## What the task asks
Every line below must be reproduced exactly. Copy them all.
_____
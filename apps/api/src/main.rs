//! Veritrail API composition root.

#![forbid(unsafe_code)]

mod api_config;
mod dto;
mod error;
mod handlers;
mod middleware;
mod observability;
mod state;

use std::sync::Arc;

use axum::Router;
use axum::http::header::{AUTHORIZATION, CONTENT_TYPE};
use axum::http::{HeaderValue, Method};
use axum::middleware::{from_fn, from_fn_with_state};
use axum::routing::{get, post};
use sqlx::postgres::PgPoolOptions;
use tower_http::cors::CorsLayer;
use tower_http::trace::TraceLayer;
use tracing::info;
use veritrail_application::{
    AgentService, AssessmentService, AuthorizationService, IdentityService, MasterDataService,
    MessageService, OnboardingService, SecurityAdminService, TenantService, VendorService,
};
use veritrail_core::AppError;
use veritrail_infrastructure::{
    PostgresAgentRepository, PostgresAssessmentRepository, PostgresAuditLogRepository,
    PostgresAuthorizationRepository, PostgresDataFilterSourceRepository,
    PostgresIdentityRepository, PostgresMasterDataRepository, PostgresMessageRepository,
    PostgresOnboardingRepository, PostgresSecurityAdminRepository, PostgresTenantRepository,
    PostgresVendorRepository,
};

use crate::api_config::ApiConfig;
use crate::state::AppState;

#[tokio::main]
async fn main() -> Result<(), AppError> {
    dotenvy::dotenv().ok();
    api_config::init_tracing();

    let config = ApiConfig::load()?;

    let pool = PgPoolOptions::new()
        .max_connections(10)
        .connect(&config.database_url)
        .await
        .map_err(|error| AppError::Internal(format!("failed to connect to database: {error}")))?;

    sqlx::migrate!("../../crates/infrastructure/migrations")
        .run(&pool)
        .await
        .map_err(|error| AppError::Internal(format!("failed to run migrations: {error}")))?;

    if config.migrate_only {
        info!("database migrations applied successfully");
        return Ok(());
    }

    let metrics_handle = observability::install_metrics_recorder()?;

    let authorization_service = AuthorizationService::new(
        Arc::new(PostgresAuthorizationRepository::new(pool.clone())),
        Arc::new(PostgresDataFilterSourceRepository::new(pool.clone())),
    );

    let app_state = AppState {
        identity_service: IdentityService::new(Arc::new(PostgresIdentityRepository::new(
            pool.clone(),
        ))),
        tenant_service: TenantService::new(
            authorization_service.clone(),
            Arc::new(PostgresTenantRepository::new(pool.clone())),
        ),
        vendor_service: VendorService::new(
            authorization_service.clone(),
            Arc::new(PostgresVendorRepository::new(pool.clone())),
        ),
        agent_service: AgentService::new(
            authorization_service.clone(),
            Arc::new(PostgresAgentRepository::new(pool.clone())),
        ),
        assessment_service: AssessmentService::new(
            authorization_service.clone(),
            Arc::new(PostgresAssessmentRepository::new(pool.clone())),
        ),
        onboarding_service: OnboardingService::new(
            authorization_service.clone(),
            Arc::new(PostgresOnboardingRepository::new(pool.clone())),
        ),
        master_data_service: MasterDataService::new(
            authorization_service.clone(),
            Arc::new(PostgresMasterDataRepository::new(pool.clone())),
        ),
        message_service: MessageService::new(
            authorization_service.clone(),
            Arc::new(PostgresMessageRepository::new(pool.clone())),
        ),
        security_admin_service: SecurityAdminService::new(
            authorization_service,
            Arc::new(PostgresSecurityAdminRepository::new(pool.clone())),
            Arc::new(PostgresAuditLogRepository::new(pool.clone())),
        ),
        metrics_handle,
    };

    let protected_routes = Router::new()
        .route("/auth/me", get(handlers::tenants::me_handler))
        .route(
            "/api/tenants",
            get(handlers::tenants::list_tenants_handler)
                .post(handlers::tenants::create_tenant_handler),
        )
        .route(
            "/api/tenants/current",
            get(handlers::tenants::get_current_tenant_handler)
                .put(handlers::tenants::update_current_tenant_handler),
        )
        .route(
            "/api/vendors",
            get(handlers::vendors::list_vendors_handler)
                .post(handlers::vendors::create_vendor_handler),
        )
        .route(
            "/api/vendors/{vendor_id}",
            get(handlers::vendors::get_vendor_handler)
                .put(handlers::vendors::update_vendor_handler)
                .delete(handlers::vendors::delete_vendor_handler),
        )
        .route(
            "/api/vendors/{vendor_id}/stage",
            post(handlers::vendors::advance_vendor_stage_handler),
        )
        .route(
            "/api/agents",
            get(handlers::agents::list_agents_handler)
                .post(handlers::agents::create_agent_handler),
        )
        .route(
            "/api/agents/{agent_id}",
            get(handlers::agents::get_agent_handler)
                .put(handlers::agents::update_agent_handler)
                .delete(handlers::agents::delete_agent_handler),
        )
        .route(
            "/api/agents/{agent_id}/stage",
            post(handlers::agents::advance_agent_stage_handler),
        )
        .route(
            "/api/assessments",
            get(handlers::assessments::list_assessments_handler)
                .post(handlers::assessments::assign_assessment_handler),
        )
        .route(
            "/api/assessments/{assessment_id}",
            get(handlers::assessments::get_assessment_handler),
        )
        .route(
            "/api/assessments/{assessment_id}/responses",
            post(handlers::assessments::submit_responses_handler),
        )
        .route(
            "/api/assessments/{assessment_id}/stage",
            post(handlers::assessments::advance_assessment_stage_handler),
        )
        .route(
            "/api/onboarding",
            get(handlers::onboarding::list_onboarding_handler)
                .post(handlers::onboarding::submit_onboarding_handler),
        )
        .route(
            "/api/onboarding/{request_id}",
            get(handlers::onboarding::get_onboarding_handler),
        )
        .route(
            "/api/onboarding/{request_id}/decision",
            post(handlers::onboarding::decide_onboarding_handler),
        )
        .route(
            "/api/master-data",
            get(handlers::master_data::list_master_data_handler)
                .post(handlers::master_data::create_master_data_handler),
        )
        .route(
            "/api/master-data/{list_name}",
            get(handlers::master_data::get_master_data_handler)
                .put(handlers::master_data::update_master_data_handler)
                .delete(handlers::master_data::delete_master_data_handler),
        )
        .route(
            "/api/messages/{resource_kind}/{resource_id}",
            get(handlers::messages::list_thread_handler)
                .post(handlers::messages::post_message_handler),
        )
        .route(
            "/api/security/role-permissions",
            get(handlers::security::list_role_permissions_handler)
                .put(handlers::security::save_role_permission_handler),
        )
        .route(
            "/api/security/role-permissions/remove",
            post(handlers::security::remove_role_permission_handler),
        )
        .route(
            "/api/security/audit-log",
            get(handlers::security::list_audit_log_handler),
        )
        .route_layer(from_fn_with_state(
            app_state.clone(),
            middleware::require_auth,
        ));

    let cors_layer = CorsLayer::new()
        .allow_origin(
            HeaderValue::from_str(&config.frontend_url)
                .map_err(|error| AppError::Internal(format!("invalid FRONTEND_URL: {error}")))?,
        )
        .allow_methods([
            Method::GET,
            Method::POST,
            Method::PUT,
            Method::DELETE,
            Method::OPTIONS,
        ])
        .allow_headers([CONTENT_TYPE, AUTHORIZATION]);

    let app = Router::new()
        .route("/health", get(handlers::health::health_handler))
        .route("/metrics", get(observability::metrics_handler))
        .merge(protected_routes)
        .layer(from_fn(observability::track_http_metrics))
        .layer(TraceLayer::new_for_http())
        .layer(cors_layer)
        .with_state(app_state);

    let address = config.socket_address()?;
    let listener = tokio::net::TcpListener::bind(address)
        .await
        .map_err(|error| AppError::Internal(format!("failed to bind listener: {error}")))?;

    info!(%address, "veritrail-api listening");

    axum::serve(listener, app)
        .await
        .map_err(|error| AppError::Internal(format!("api server error: {error}")))
}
_____
## The answer
filename apps/api/src/main.rs
//! Veritrail API composition root.

#![forbid(unsafe_code)]

mod api_config;
mod dto;
mod error;
mod handlers;
mod middleware;
mod observability;
mod state;

use std::sync::Arc;

use axum::Router;
use axum::http::header::{AUTHORIZATION, CONTENT_TYPE};
use axum::http::{HeaderValue, Method};
use axum::middleware::{from_fn, from_fn_with_state};
use axum::routing::{get, post};
use sqlx::postgres::PgPoolOptions;
use tower_http::cors::CorsLayer;
use tower_http::trace::TraceLayer;
use tracing::info;
use veritrail_application::{
    AgentService, AssessmentService, AuthorizationService, IdentityService, MasterDataService,
    MessageService, OnboardingService, SecurityAdminService, TenantService, VendorService,
};
use veritrail_core::AppError;
use veritrail_infrastructure::{
    PostgresAgentRepository, PostgresAssessmentRepository, PostgresAuditLogRepository,
    PostgresAuthorizationRepository, PostgresDataFilterSourceRepository,
    PostgresIdentityRepository, PostgresMasterDataRepository, PostgresMessageRepository,
    PostgresOnboardingRepository, PostgresSecurityAdminRepository, PostgresTenantRepository,
    PostgresVendorRepository,
};

use crate::api_config::ApiConfig;
use crate::state::AppState;

#[tokio::main]
async fn main() -> Result<(), AppError> {
    dotenvy::dotenv().ok();
    api_config::init_tracing();

    let config = ApiConfig::load()?;

    let pool = PgPoolOptions::new()
        .max_connections(10)
        .connect(&config.database_url)
        .await
        .map_err(|error| AppError::Internal(format!("failed to connect to database: {error}")))?;

    sqlx::migrate!("../../crates/infrastructure/migrations")
        .run(&pool)
        .await
        .map_err(|error| AppError::Internal(format!("failed to run migrations: {error}")))?;

    if config.migrate_only {
        info!("database migrations applied successfully");
        return Ok(());
    }

    let metrics_handle = observability::install_metrics_recorder()?;

    let authorization_service = AuthorizationService::new(
        Arc::new(PostgresAuthorizationRepository::new(pool.clone())),
        Arc::new(PostgresDataFilterSourceRepository::new(pool.clone())),
    );

    let app_state = AppState {
        identity_service: IdentityService::new(Arc::new(PostgresIdentityRepository::new(
            pool.clone(),
        ))),
        tenant_service: TenantService::new(
            authorization_service.clone(),
            Arc::new(PostgresTenantRepository::new(pool.clone())),
        ),
        vendor_service: VendorService::new(
            authorization_service.clone(),
            Arc::new(PostgresVendorRepository::new(pool.clone())),
        ),
        agent_service: AgentService::new(
            authorization_service.clone(),
            Arc::new(PostgresAgentRepository::new(pool.clone())),
        ),
        assessment_service: AssessmentService::new(
            authorization_service.clone(),
            Arc::new(PostgresAssessmentRepository::new(pool.clone())),
        ),
        onboarding_service: OnboardingService::new(
            authorization_service.clone(),
            Arc::new(PostgresOnboardingRepository::new(pool.clone())),
        ),
        master_data_service: MasterDataService::new(
            authorization_service.clone(),
            Arc::new(PostgresMasterDataRepository::new(pool.clone())),
        ),
        message_service: MessageService::new(
            authorization_service.clone(),
            Arc::new(PostgresMessageRepository::new(pool.clone())),
        ),
        security_admin_service: SecurityAdminService::new(
            authorization_service,
            Arc::new(PostgresSecurityAdminRepository::new(pool.clone())),
            Arc::new(PostgresAuditLogRepository::new(pool.clone())),
        ),
        metrics_handle,
    };

    let protected_routes = Router::new()
        .route("/auth/me", get(handlers::tenants::me_handler))
        .route(
            "/api/tenants",
            get(handlers::tenants::list_tenants_handler)
                .post(handlers::tenants::create_tenant_handler),
        )
        .route(
            "/api/tenants/current",
            get(handlers::tenants::get_current_tenant_handler)
                .put(handlers::tenants::update_current_tenant_handler),
        )
        .route(
            "/api/vendors",
            get(handlers::vendors::list_vendors_handler)
                .post(handlers::vendors::create_vendor_handler),
        )
        .route(
            "/api/vendors/{vendor_id}",
            get(handlers::vendors::get_vendor_handler)
                .put(handlers::vendors::update_vendor_handler)
                .delete(handlers::vendors::delete_vendor_handler),
        )
        .route(
            "/api/vendors/{vendor_id}/stage",
            post(handlers::vendors::advance_vendor_stage_handler),
        )
        .route(
            "/api/agents",
            get(handlers::agents::list_agents_handler)
                .post(handlers::agents::create_agent_handler),
        )
        .route(
            "/api/agents/{agent_id}",
            get(handlers::agents::get_agent_handler)
                .put(handlers::agents::update_agent_handler)
                .delete(handlers::agents::delete_agent_handler),
        )
        .route(
            "/api/agents/{agent_id}/stage",
            post(handlers::agents::advance_agent_stage_handler),
        )
        .route(
            "/api/assessments",
            get(handlers::assessments::list_assessments_handler)
                .post(handlers::assessments::assign_assessment_handler),
        )
        .route(
            "/api/assessments/{assessment_id}",
            get(handlers::assessments::get_assessment_handler),
        )
        .route(
            "/api/assessments/{assessment_id}/responses",
            post(handlers::assessments::submit_responses_handler),
        )
        .route(
            "/api/assessments/{assessment_id}/stage",
            post(handlers::assessments::advance_assessment_stage_handler),
        )
        .route(
            "/api/onboarding",
            get(handlers::onboarding::list_onboarding_handler)
                .post(handlers::onboarding::submit_onboarding_handler),
        )
        .route(
            "/api/onboarding/{request_id}",
            get(handlers::onboarding::get_onboarding_handler),
        )
        .route(
            "/api/onboarding/{request_id}/decision",
            post(handlers::onboarding::decide_onboarding_handler),
        )
        .route(
            "/api/master-data",
            get(handlers::master_data::list_master_data_handler)
                .post(handlers::master_data::create_master_data_handler),
        )
        .route(
            "/api/master-data/{list_name}",
            get(handlers::master_data::get_master_data_handler)
                .put(handlers::master_data::update_master_data_handler)
                .delete(handlers::master_data::delete_master_data_handler),
        )
        .route(
            "/api/messages/{resource_kind}/{resource_id}",
            get(handlers::messages::list_thread_handler)
                .post(handlers::messages::post_message_handler),
        )
        .route(
            "/api/security/role-permissions",
            get(handlers::security::list_role_permissions_handler)
                .put(handlers::security::save_role_permission_handler),
        )
        .route(
            "/api/security/role-permissions/remove",
            post(handlers::security::remove_role_permission_handler),
        )
        .route(
            "/api/security/audit-log",
            get(handlers::security::list_audit_log_handler),
        )
        .route_layer(from_fn_with_state(
            app_state.clone(),
            middleware::require_auth,
        ));

    let cors_layer = CorsLayer::new()
        .allow_origin(
            HeaderValue::from_str(&config.frontend_url)
                .map_err(|error| AppError::Internal(format!("invalid FRONTEND_URL: {error}")))?,
        )
        .allow_methods([
            Method::GET,
            Method::POST,
            Method::PUT,
            Method::DELETE,
            Method::OPTIONS,
        ])
        .allow_headers([CONTENT_TYPE, AUTHORIZATION]);

    let app = Router::new()
        .route("/health", get(handlers::health::health_handler))
        .route("/metrics", get(observability::metrics_handler))
        .merge(protected_routes)
        .layer(from_fn(observability::track_http_metrics))
        .layer(TraceLayer::new_for_http())
        .layer(cors_layer)
        .with_state(app_state);

    let address = config.socket_address()?;
    let listener = tokio::net::TcpListener::bind(address)
        .await
        .map_err(|error| AppError::Internal(format!("failed to bind listener: {error}")))?;

    info!(%address, "veritrail-api listening");

    axum::serve(listener, app)
        .await
        .map_err(|error| AppError::Internal(format!("api server error: {error}")))
}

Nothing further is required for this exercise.